By highlighting volunteerism on Social Media, more people may feel inspired to donate money and time to charitable organizations in the country.

(A poster of the 9.9 Charity Day  Photo from Internet)

(A poster of the 9.9 Charity Day Photo from Internet)

The idea appears to be catching on. More and more Chinese companies, celebrities and media outlets have jumped on the bandwagon. The positive publicity can also increase their customers and fanbase.

According to Beijing Review, Tencent’s goal: "Making charity, a lifestyle choice, connecting users offline with their activities online."

Meanwhile, Website firms can utilize cutting-edge technologies to bring more positive results to charity projects.

Alibaba joins in

Not to be outdone, China's largest e-Commerce giant Alibaba, has launched its charity drive, '9/5 Philanthropy Week.' The company has called for each participant to devote at least three hours to perform good deeds for the needy.

On September 11, the Hangzhou-based company announced that over 270 million acts of kindness had taken place during the week.

"We must shoulder the responsibility for our country and for the whole world in the future," Beijing Review quotes Alibaba cofounder Jack Ma as saying.

China's Charity Law provides added benefits for Alibaba and other donors. They can receive tax credits, along with a waiver on corporate income tax for contributions adding up to 12 percent of profits.

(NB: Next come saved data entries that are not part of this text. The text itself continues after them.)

use sea_orm::{ConnectionTrait, EntityTrait};
use tracing::{info, instrument};

use models::registration;
use crate::{domain::NewRegistration, errors::ServiceError, event_service, student_service};

/// Register a student for an event; a pair can only be registered once.
#[instrument(skip(db))]
pub async fn register_student(db: &impl ConnectionTrait, input: &NewRegistration) -> Result<registration::Model, ServiceError> {
    student_service::get_student(db, input.student_id)
        .await?
        .ok_or_else(|| ServiceError::not_found_id("student", input.student_id))?;
    event_service::get_event(db, input.event_id)
        .await?
        .ok_or_else(|| ServiceError::not_found_id("event", input.event_id))?;

    if registration::find_pair(db, input.student_id, input.event_id).await?.is_some() {
        return Err(already_registered(input));
    }
    let created = insert_registration(db, input).await?;
    info!(registration_id = created.id, "student registered");
    Ok(created)
}

fn already_registered(input: &NewRegistration) -> ServiceError {
    ServiceError::Conflict(format!("student {} already registered for event {}", input.student_id, input.event_id))
}

/// Insert the pair; a unique-index hit is reported like the pre-check.
async fn insert_registration(db: &impl ConnectionTrait, input: &NewRegistration) -> Result<registration::Model, ServiceError> {
    registration::create(db, input.student_id, input.event_id)
        .await
        .map_err(|e| match ServiceError::from(e) {
            ServiceError::Conflict(_) => already_registered(input),
            other => other,
        })
}

/// Get registration by id.
pub async fn get_registration(db: &impl ConnectionTrait, id: i32) -> Result<Option<registration::Model>, ServiceError> {
    Ok(registration::Entity::find_by_id(id).one(db).await?)
}

/// Get registration by id, failing with `NotFound` when absent.
pub async fn require_registration(db: &impl ConnectionTrait, id: i32) -> Result<registration::Model, ServiceError> {
    get_registration(db, id).await?.ok_or_else(|| ServiceError::not_found_id("registration", id))
}

#[cfg(test)]
mod tests {
    use super::*;
    use crate::test_support::{get_db, make_college, make_event, make_student};
    use models::event::EventType;

    #[tokio::test]
    async fn registration_service_rules() -> Result<(), anyhow::Error> {
        if std::env::var("SKIP_DB_TESTS").is_ok() { return Ok(()); }
        let db = get_db().await?;
        let c = make_college(&db).await?;
        let s = make_student(&db, c.id, "Alice").await?;
        let e = make_event(&db, c.id, "Intro to LLMs", EventType::Seminar).await?;

        let r = register_student(&db, &NewRegistration { student_id: s.id, event_id: e.id }).await?;
        assert_eq!((r.student_id, r.event_id), (s.id, e.id));
        assert_eq!(require_registration(&db, r.id).await?.id, r.id);

        let again = register_student(&db, &NewRegistration { student_id: s.id, event_id: e.id }).await;
        assert!(matches!(again, Err(ServiceError::Conflict(_))));

        let ghost_student = register_student(&db, &NewRegistration { student_id: i32::MAX, event_id: e.id }).await;
        assert!(matches!(ghost_student, Err(ServiceError::NotFound(_))));

        let ghost_event = register_student(&db, &NewRegistration { student_id: s.id, event_id: i32::MAX }).await;
        assert!(matches!(ghost_event, Err(ServiceError::NotFound(_))));
        Ok(())
    }

    #[tokio::test]
    async fn racing_insert_reports_conflict() -> Result<(), anyhow::Error> {
        if std::env::var("SKIP_DB_TESTS").is_ok() { return Ok(()); }
        let db = get_db().await?;
        let c = make_college(&db).await?;
        let s = make_student(&db, c.id, "Esha").await?;
        let e = make_event(&db, c.id, "Spring Fest", EventType::Fest).await?;
        let input = NewRegistration { student_id: s.id, event_id: e.id };

        registration::create(&db, s.id, e.id).await?;
        let late = insert_registration(&db, &input).await;
        assert!(matches!(late, Err(ServiceError::Conflict(ref m)) if m.contains("already registered")));
        Ok(())
    }
}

Companies are doing their part to help Chinese President Xi Jinping’s pledge to end poverty in China by 2020.

Overcoming challenges and doubts

As of Sept. 5, 2017, the Chinese government has registered 2,142 NGOs in the nation while 520 of them are qualified to raise money publicly. The Chinese had donated over RMB 1bn. to charity, via online payments, which accounts for 80 percent of all donations in China.

Nevertheless, many Chinese are reluctant to donate, since they fear con artists are perpetrating scams and concerns have arisen that very little money reaches the hands of the poor.

"In the past, NGOs were concerned mostly about finding people who can donate," said Zhang Jianmin, deputy-secretary-general of China Women’s Development Fund. “But now (they must provide more information).”

Zhang added, "Donors need to know who will finally benefit from their donations and what the whole process is like, not only where the money goes."

Turning point for the better

"The exposure of complete and true information guarantees that participants have a good record, which earns public trust and also enables people to select better projects and helps them accomplish their goals," Beijing Review quotes Chen Yidan, sponsor and honorary chairman of Tencent Charity Foundation, as saying.

The Chinese government is making proper adjustments to prevent fraud in charitable giving. Many people would love to donate their time and money for a good cause, but when corrupt practices are rampant, they are unlikely to act with generosity.

President Xi's crackdown on corruption could also play a crucial role to motivate Chinese citizens to tap into their smartphones and send mobile payments to NGOs that are indeed trying to make China better with efforts to eradicate poverty in the world’s most populous nation.


(The opinions expressed here do not necessarily reflect the opinions of Panview or CCTV.com. )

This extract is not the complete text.